REQUIRED WORK
State, as a single number, how many lines in the data below contain "Some".

________________________

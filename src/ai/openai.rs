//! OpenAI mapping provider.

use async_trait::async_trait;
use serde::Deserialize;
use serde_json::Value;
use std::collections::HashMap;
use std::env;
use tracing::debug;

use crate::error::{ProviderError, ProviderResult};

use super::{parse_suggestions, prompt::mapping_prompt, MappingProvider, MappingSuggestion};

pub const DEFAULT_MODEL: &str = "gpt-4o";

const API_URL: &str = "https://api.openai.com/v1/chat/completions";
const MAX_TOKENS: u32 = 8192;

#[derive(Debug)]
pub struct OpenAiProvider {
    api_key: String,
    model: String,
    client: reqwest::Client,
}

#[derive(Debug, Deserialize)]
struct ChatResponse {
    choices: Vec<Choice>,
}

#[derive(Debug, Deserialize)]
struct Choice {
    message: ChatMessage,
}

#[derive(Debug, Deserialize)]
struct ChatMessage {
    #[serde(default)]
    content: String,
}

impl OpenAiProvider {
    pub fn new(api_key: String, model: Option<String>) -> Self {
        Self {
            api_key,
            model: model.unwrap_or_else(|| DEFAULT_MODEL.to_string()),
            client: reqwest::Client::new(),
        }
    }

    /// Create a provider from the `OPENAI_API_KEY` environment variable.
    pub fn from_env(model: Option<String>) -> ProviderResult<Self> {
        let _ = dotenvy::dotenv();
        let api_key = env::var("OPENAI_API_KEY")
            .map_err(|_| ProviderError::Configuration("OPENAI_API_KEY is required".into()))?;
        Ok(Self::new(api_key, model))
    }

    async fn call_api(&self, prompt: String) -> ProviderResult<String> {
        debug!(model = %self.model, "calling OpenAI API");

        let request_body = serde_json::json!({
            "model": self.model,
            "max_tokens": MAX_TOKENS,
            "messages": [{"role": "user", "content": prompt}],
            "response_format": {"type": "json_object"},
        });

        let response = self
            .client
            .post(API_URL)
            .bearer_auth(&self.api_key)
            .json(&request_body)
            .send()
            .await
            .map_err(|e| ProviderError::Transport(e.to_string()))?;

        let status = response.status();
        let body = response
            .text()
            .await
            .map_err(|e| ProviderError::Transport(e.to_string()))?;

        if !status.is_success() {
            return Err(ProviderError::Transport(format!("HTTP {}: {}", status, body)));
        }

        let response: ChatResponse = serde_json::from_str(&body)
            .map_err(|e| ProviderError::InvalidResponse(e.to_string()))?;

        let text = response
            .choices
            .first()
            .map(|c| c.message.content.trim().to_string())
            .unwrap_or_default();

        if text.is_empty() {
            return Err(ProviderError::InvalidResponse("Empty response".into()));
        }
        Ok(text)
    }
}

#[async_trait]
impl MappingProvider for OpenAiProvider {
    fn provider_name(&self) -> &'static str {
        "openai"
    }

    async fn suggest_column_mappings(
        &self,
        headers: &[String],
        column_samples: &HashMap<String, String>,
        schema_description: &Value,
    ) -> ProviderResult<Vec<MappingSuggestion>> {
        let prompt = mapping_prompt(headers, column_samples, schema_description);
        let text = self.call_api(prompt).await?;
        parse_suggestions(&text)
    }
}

________________________

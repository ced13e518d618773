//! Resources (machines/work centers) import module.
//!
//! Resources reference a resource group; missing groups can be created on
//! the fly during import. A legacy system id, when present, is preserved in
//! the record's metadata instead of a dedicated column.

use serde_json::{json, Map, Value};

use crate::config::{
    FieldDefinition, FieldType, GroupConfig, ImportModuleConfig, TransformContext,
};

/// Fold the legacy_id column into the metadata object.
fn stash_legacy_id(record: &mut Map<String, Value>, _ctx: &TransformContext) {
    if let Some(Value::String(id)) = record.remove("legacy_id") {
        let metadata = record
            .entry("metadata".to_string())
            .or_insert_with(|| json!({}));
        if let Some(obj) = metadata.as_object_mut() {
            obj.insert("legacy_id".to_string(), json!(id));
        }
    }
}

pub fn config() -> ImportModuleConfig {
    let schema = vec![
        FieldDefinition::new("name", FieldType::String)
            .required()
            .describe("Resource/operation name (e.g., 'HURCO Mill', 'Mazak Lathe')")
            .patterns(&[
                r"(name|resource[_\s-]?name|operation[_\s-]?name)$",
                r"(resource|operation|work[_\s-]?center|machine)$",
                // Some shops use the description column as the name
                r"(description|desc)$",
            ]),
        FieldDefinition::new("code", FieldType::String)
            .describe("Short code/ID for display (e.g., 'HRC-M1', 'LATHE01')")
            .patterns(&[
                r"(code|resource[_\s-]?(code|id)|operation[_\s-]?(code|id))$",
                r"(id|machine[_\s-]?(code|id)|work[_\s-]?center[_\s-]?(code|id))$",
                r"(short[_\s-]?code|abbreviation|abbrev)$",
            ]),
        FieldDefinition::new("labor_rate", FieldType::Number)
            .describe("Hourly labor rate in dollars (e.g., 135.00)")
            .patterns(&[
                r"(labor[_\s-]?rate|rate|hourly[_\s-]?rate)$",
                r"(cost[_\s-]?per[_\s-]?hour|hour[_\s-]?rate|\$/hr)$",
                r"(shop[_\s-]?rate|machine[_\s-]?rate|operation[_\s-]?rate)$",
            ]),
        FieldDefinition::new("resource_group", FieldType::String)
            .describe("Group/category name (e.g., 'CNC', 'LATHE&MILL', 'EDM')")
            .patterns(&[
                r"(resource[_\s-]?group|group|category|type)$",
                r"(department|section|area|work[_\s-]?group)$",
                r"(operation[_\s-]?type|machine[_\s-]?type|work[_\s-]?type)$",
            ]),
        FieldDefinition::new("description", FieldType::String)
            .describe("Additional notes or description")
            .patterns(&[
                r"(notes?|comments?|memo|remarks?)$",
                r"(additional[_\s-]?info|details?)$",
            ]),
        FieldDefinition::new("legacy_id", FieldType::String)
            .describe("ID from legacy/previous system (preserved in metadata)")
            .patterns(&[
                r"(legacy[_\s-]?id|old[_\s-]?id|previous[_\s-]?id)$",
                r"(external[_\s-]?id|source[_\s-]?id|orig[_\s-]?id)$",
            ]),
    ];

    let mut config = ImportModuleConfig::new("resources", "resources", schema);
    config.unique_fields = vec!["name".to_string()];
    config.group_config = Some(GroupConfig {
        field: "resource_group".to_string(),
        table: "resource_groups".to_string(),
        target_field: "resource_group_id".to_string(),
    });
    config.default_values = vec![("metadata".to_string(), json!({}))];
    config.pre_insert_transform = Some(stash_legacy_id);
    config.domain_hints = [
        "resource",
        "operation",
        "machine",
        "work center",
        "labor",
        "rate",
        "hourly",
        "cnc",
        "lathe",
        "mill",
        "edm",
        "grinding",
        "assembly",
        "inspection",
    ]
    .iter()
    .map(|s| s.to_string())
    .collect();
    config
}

________________________

RESULT
5